Perché così poche reazioni?


Editoriale del numero di dicembre 2017 de Le Petit Eudiste,
mensile del Priorato Saint Jean Eudes della Fraternità San Pio X in Francia








In un secolo di fede, di fronte alle stravaganze del Santo Padre in materia di morale, le reazioni sarebbero state ben più vivaci di quelle odierne. Sì, in un secolo di fede, tutta la Chiesa sarebbe in allarme e a giusto titolo. Ma bisogna constatare che gli attacchi condotti di traverso contro l’indissolubilità del matrimonio, nell’esortazione post-sinodale Amoris Laetitia, hanno scosso in totale solo un pugno di cardinali, di vescovi e di laici, e meno male che molte di queste reazioni si sono espresse pubblicamente in maniera frequente e insistente. In più, certi sostenitori della morale evangelica si sono radunati sotto pressione quasi stanchi della linea tracciata dall’ormai famoso capitolo otto: Il Papa non dice di avere a sua disposizione lo Spirito Santo?

Perché questa pusillanimità? Ci si deve richiamare alla perdita del gusto della verità, perdita che è stata causata dalla falsa nozione di “tradizione vivente”, evolutiva, comune ai papi conciliari. Preoccupati di preservare i nostri corpi, rimaniamo immersi in un mare di relativismo che indebolisce le nostre intelligenze e le nostre volontà. Così, noi non attacchiamo come si dovrebbe ciò che viene dalle persone investite di autorità: che esse sbaglino apertamente, gravemente, con pertinacia, noi rimaniamo intimiditi, come paralizzati o perfino portati a distorcere il nostro giudizio per giustificare l’ingiustificabile: l’abbandono della morale naturale e rivelata, l’insegnamento del Signore Gesù.
Non ci sentiamo in grado di tenere fermo, di far fronte, inventiamo dei ragionamenti capziosi verniciati di soprannaturalismo per poter rimanere in silenzio.
Ne volete una dimostrazione? Nell’editoriale della Lettera agli Amici e Benefattori della Fraternità San Pietro (1), possiamo leggere: «… certi messaggi dell’Autorità della Chiesa stupiscono o confondono una parte notevole dei cattolici occidentali. Tuttavia, - e come sempre – noi siamo pronti a sottolineare le asperità del cammino mentre, sicuramente per mancanza di vita interiore, rimaniamo ciechi di fronte ai segni di speranza che la Provvidenza non manca di inviarci».
Che giuoco di prestigio! Con in testa l’accusa di cecità lanciata nei confronti di coloro che vedono lontano, di chi non rinuncia alla battaglia dottrinale!
Da notare che i riconciliati e i sedevacantisti condividono gli stessi presupposti: «Che si tratti di un documento infallibile o meno, il cattolico deve abbracciare filialmente il magistero. Egli non può fare il vaglio fra ciò che è infallibile e ciò che non lo è» (2). Su queste basi, i primi concludono che ciò che sembra falso è tuttavia vero e i secondi che colui che sembra essere il Papa non lo è, in ragione delle eresie che insegna.

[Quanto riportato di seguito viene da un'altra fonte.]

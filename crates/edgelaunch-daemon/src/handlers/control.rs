//! Control methods: the command surface plus status, licenses and shutdown.

use edgelaunch_core::license::{PackageInfo, load_packages};
use edgelaunch_rpc::protocol::TransitionResult;
use edgelaunch_types::Command;
use serde_json::Value;
use tracing::info;

use super::{HandlerContext, to_value, transition};
use crate::error::Result;

pub fn handle_command(ctx: &HandlerContext<'_>, command: Command) -> Result<Value> {
    let result = ctx.service.handle_command(command);
    transition(ctx, result)
}

pub fn handle_status(ctx: &HandlerContext<'_>) -> Result<Value> {
    to_value(&ctx.service.controller().status())
}

pub fn handle_licenses(ctx: &HandlerContext<'_>) -> Result<Value> {
    let packages = load_packages(ctx.licenses_file, ctx.license_access)?;
    Ok(Value::Array(packages.iter().map(PackageInfo::to_json).collect()))
}

pub fn handle_shutdown(ctx: &mut HandlerContext<'_>) -> Result<Value> {
    info!("Shutdown requested by {}", ctx.client_id);
    ctx.service.shutdown();
    *ctx.shutdown = true;
    to_value(&TransitionResult { state: ctx.state() })
}
use edgelaunch_types::{StatusAction, StatusNotice};

use crate::utils::now_millis;

const TITLE: &str = "edgelaunch";

/// Builds status notices, keeping the time of the first post so refreshes
/// do not reorder the indicator.
#[derive(Debug, Default)]
pub struct StatusBoard {
    posted_at_ms: Option<u64>,
}

impl StatusBoard {
    pub fn notice(&mut self, active: bool) -> StatusNotice {
        let posted_at_ms = *self.posted_at_ms.get_or_insert_with(now_millis);
        let (text, action) = if active {
            ("Swipe from the screen edge to open", StatusAction::Pause)
        } else {
            ("Paused", StatusAction::Play)
        };

        StatusNotice {
            active,
            title: TITLE.to_string(),
            text: text.to_string(),
            action,
            posted_at_ms,
        }
    }
}
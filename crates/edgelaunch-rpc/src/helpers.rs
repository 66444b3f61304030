//! Typed wrappers over the raw request API.

use std::path::PathBuf;

use edgelaunch_types::{Command, ControllerStatus, LifecycleState};

use crate::client::{ClientError, RpcClient, socket_path};
use crate::protocol::{ClientRole, TransitionResult, methods};

/// Connect to `path` (or the default socket) and register with `role`.
///
/// # Errors
///
/// Returns an error if the connection or the registration fails.
pub async fn connect_as(path: Option<PathBuf>, role: ClientRole) -> Result<RpcClient, ClientError> {
    let mut client = RpcClient::connect_to(path.unwrap_or_else(socket_path)).await?;
    client.register(role).await?;
    Ok(client)
}

/// Run one command of the command surface and return the resulting state.
///
/// # Errors
///
/// Returns `ClientError::Rpc` if the trigger failed on the daemon side.
pub async fn send_command(
    client: &RpcClient,
    command: Command,
) -> Result<LifecycleState, ClientError> {
    let result: TransitionResult = client.request(command.method(), None).await?;
    Ok(result.state)
}

/// # Errors
///
/// Returns an error if the request fails.
pub async fn fetch_status(client: &RpcClient) -> Result<ControllerStatus, ClientError> {
    client.request(methods::STATUS, None).await
}
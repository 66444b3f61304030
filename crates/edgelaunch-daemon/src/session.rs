//! Session bookkeeping for socket clients.

use edgelaunch_rpc::ClientRole;
use serde::{Deserialize, Serialize};

#[derive(Debug, Clone, PartialEq, Eq, Hash, Serialize, Deserialize)]
pub struct SessionId(String);

impl SessionId {
    #[must_use]
    pub fn new() -> Self {
        Self(uuid::Uuid::new_v4().to_string())
    }

    #[must_use]
    pub fn as_str(&self) -> &str {
        &self.0
    }
}

impl Default for SessionId {
    fn default() -> Self {
        Self::new()
    }
}

impl std::fmt::Display for SessionId {
    fn fmt(&self, f: &mut std::fmt::Formatter<'_>) -> std::fmt::Result {
        write!(f, "{}", self.0)
    }
}

impl From<&str> for SessionId {
    fn from(s: &str) -> Self {
        Self(s.to_string())
    }
}

#[derive(Debug, Clone)]
pub struct HostSession {
    pub id: SessionId,
    pub name: String,
}

/// A connection is `Pending` until it sends `register`.
#[derive(Debug, Clone)]
pub enum Session {
    Pending(SessionId),
    Control(SessionId),
    Host(HostSession),
}

impl Session {
    #[must_use]
    pub fn registered(id: SessionId, role: ClientRole) -> Self {
        match role {
            ClientRole::Control => Session::Control(id),
            ClientRole::Host { name } => Session::Host(HostSession { id, name }),
        }
    }

    #[must_use]
    pub fn id(&self) -> &SessionId {
        match self {
            Session::Pending(id) | Session::Control(id) => id,
            Session::Host(s) => &s.id,
        }
    }

    #[must_use]
    pub fn is_registered(&self) -> bool {
        !matches!(self, Session::Pending(_))
    }

    #[must_use]
    pub fn is_host(&self) -> bool {
        matches!(self, Session::Host(_))
    }

    #[must_use]
    pub fn host_name(&self) -> Option<&str> {
        match self {
            Session::Host(s) => Some(&s.name),
            _ => None,
        }
    }
}
use scraper::Html;
use tracing::{info, warn};
use url::Url;

use crate::fetch::{self, FetchError};
use crate::parser::Selectors;

/// Walk the paginated listing from `start_url`, following the "load more"
/// link until it disappears. Returns product URLs in discovery order, with
/// no deduplication. Any listing fetch failure is fatal to the walk.
pub async fn walk(
    client: &reqwest::Client,
    start_url: &str,
    base: &Url,
    selectors: &Selectors,
) -> Result<Vec<String>, FetchError> {
    let mut products = Vec::new();
    let mut cursor = start_url.to_string();
    let mut page = 1usize;

    loop {
        let body = fetch::fetch_html(client, &cursor).await?;
        let (links, next) = parse_listing(&body, base, selectors);
        info!("Listing page {}: {} product links", page, links.len());
        products.extend(links);

        match next {
            Some(url) => {
                cursor = url;
                page += 1;
            }
            None => break,
        }
    }

    info!(
        "Discovered {} product URLs across {} listing pages",
        products.len(),
        page
    );
    Ok(products)
}

/// Pull product links and the next-page target out of one listing page.
/// A missing "load more" container or an empty href means the catalog is
/// exhausted, not an error.
pub fn parse_listing(html: &str, base: &Url, selectors: &Selectors) -> (Vec<String>, Option<String>) {
    let doc = Html::parse_document(html);

    let mut links = Vec::new();
    for element in doc.select(&selectors.product_link) {
        let Some(href) = element.value().attr("href") else {
            continue;
        };
        match base.join(href) {
            Ok(resolved) => links.push(resolved.to_string()),
            Err(e) => warn!("Ignoring malformed product link {:?}: {}", href, e),
        }
    }

    let next = doc
        .select(&selectors.next_page)
        .next()
        .and_then(|el| el.value().attr("href"))
        .map(str::trim)
        .filter(|href| !href.is_empty())
        .and_then(|href| match base.join(href) {
            Ok(resolved) => Some(resolved.to_string()),
            Err(e) => {
                warn!("Ignoring malformed next-page link {:?}: {}", href, e);
                None
            }
        });

    (links, next)
}

// ── Tests ──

E’ così che la rivoluzione conciliare ha devastato tutto o quasi. La cosa strana da constatare è che i suoi feroci adepti, sul piano sociologico, sono usciti molto spesso dal cattolicesimo tradizionale. Non è il colmo?
Le famiglie meritevoli - oh quante! - sotto un Pio IX o un San Pio X, per poco che abbiano perseverato nella pratica religiosa, alla fine hanno troppo spesso adottato le novità che contraddicono le dottrine che questi Sommi Pontefici richiamavano con fermezza! Non hanno resistito all’uragano scatenatosi negli anni sessanta. E se si vanno a cercare le cause, si trova che una di esse deriva da una falsa concezione dell’autorità e dell’obbedienza, concezione che mina la capacità di resistenza all’errore imposto dal superiore infedele.
Come descriverlo in poche parole? «Se si accordano al magistero gli attributi esclusivi di Dio, né il Papa né i vescovi potranno mai essere infedeli alla loro funzione, neanche al di fuori degli stretti limiti della loro infallibilità. Il fedele dovrà sempre prestare ai suoi pastori un’obbedienza assoluta. Lo stato di necessità è per definizione una cosa impossibile. Con un tale postulato, resta solo da negare il fatto della crisi nella Chiesa, iniziando col minimizzare e finendo col ridurre a niente i gravi pregiudizi causati dagli insegnamenti e dalle riforme del Vaticano II…» (3).
Quanto alle origini, questa deviazione risale a tempi lontani, ma, salvo casi particolari, fino a Pio XII non ha prodotto delle conseguenze. Tuttavia, questo nuovo fideismo (4) non preparava ad ergersi contro la tormenta che si annunciava. Non si rimanga scioccati, ma tale deviazione a volte è stata perfino incoraggiata da un papa che noi veneriamo. Ne sono testimonianza queste due affermazioni estratte da un discorso ai sacerdoti tenuto il 2 dicembre 2013, affermazioni giuste, senza dubbio in quella occasione, ma che non si dovrebbero assolutizzare: «Non può esserci santità laddove vi è dissenso col Papa» e «non si limiti il campo nel quale il Papa può e deve esercitare la sua volontà».
Basta mettere queste due affermazioni in bocca a Papa Francesco per rendersi conto del loro carattere eccessivo, erroneo. E in realtà si tratta di opinioni private che prese a rigore di termini non resistono all’esame.
Nella sua postfazione alla Breve apologia della Chiesa di sempre [del Padre Calmel], Jean Madiran ha fatto notare che il Padre Calmel rigetta con energia queste affermazioni e l’autorità invocata, per grande e venerabile che fosse, non scuoteva la sua certezza.
Questo discorso ai sacerdoti è stato fatto conoscere nell’ambiente conservatore dal libro di Jean Ousset, Perché Egli regni; e questo potrebbe spiegare gli indugi e le defezioni nel momento in cui il dovere chiama alla lotta contro il neo-modernismo. La tendenza a prendere tutto in maniera incondizionata, a rifiutare le sfumature, le distinzioni e i limiti che la Chiesa ha sempre accompagnato all’insegnamento sull’obbedienza, non comportano un gran male sotto dei papi integri, ma possono comportare delle catastrofi in tempi di crisi.
Il Reverendo Padre Le Floch, Rettore del seminario francese a Roma [nei primi decenni del 1900], diceva ai suoi studenti nel 1926: «l’eresia che sta per nascere sarà la più pericolosa di tutte: l’esagerazione del rispetto dovuto al Papa e l’estensione illegittima della sua infallibilità» (5).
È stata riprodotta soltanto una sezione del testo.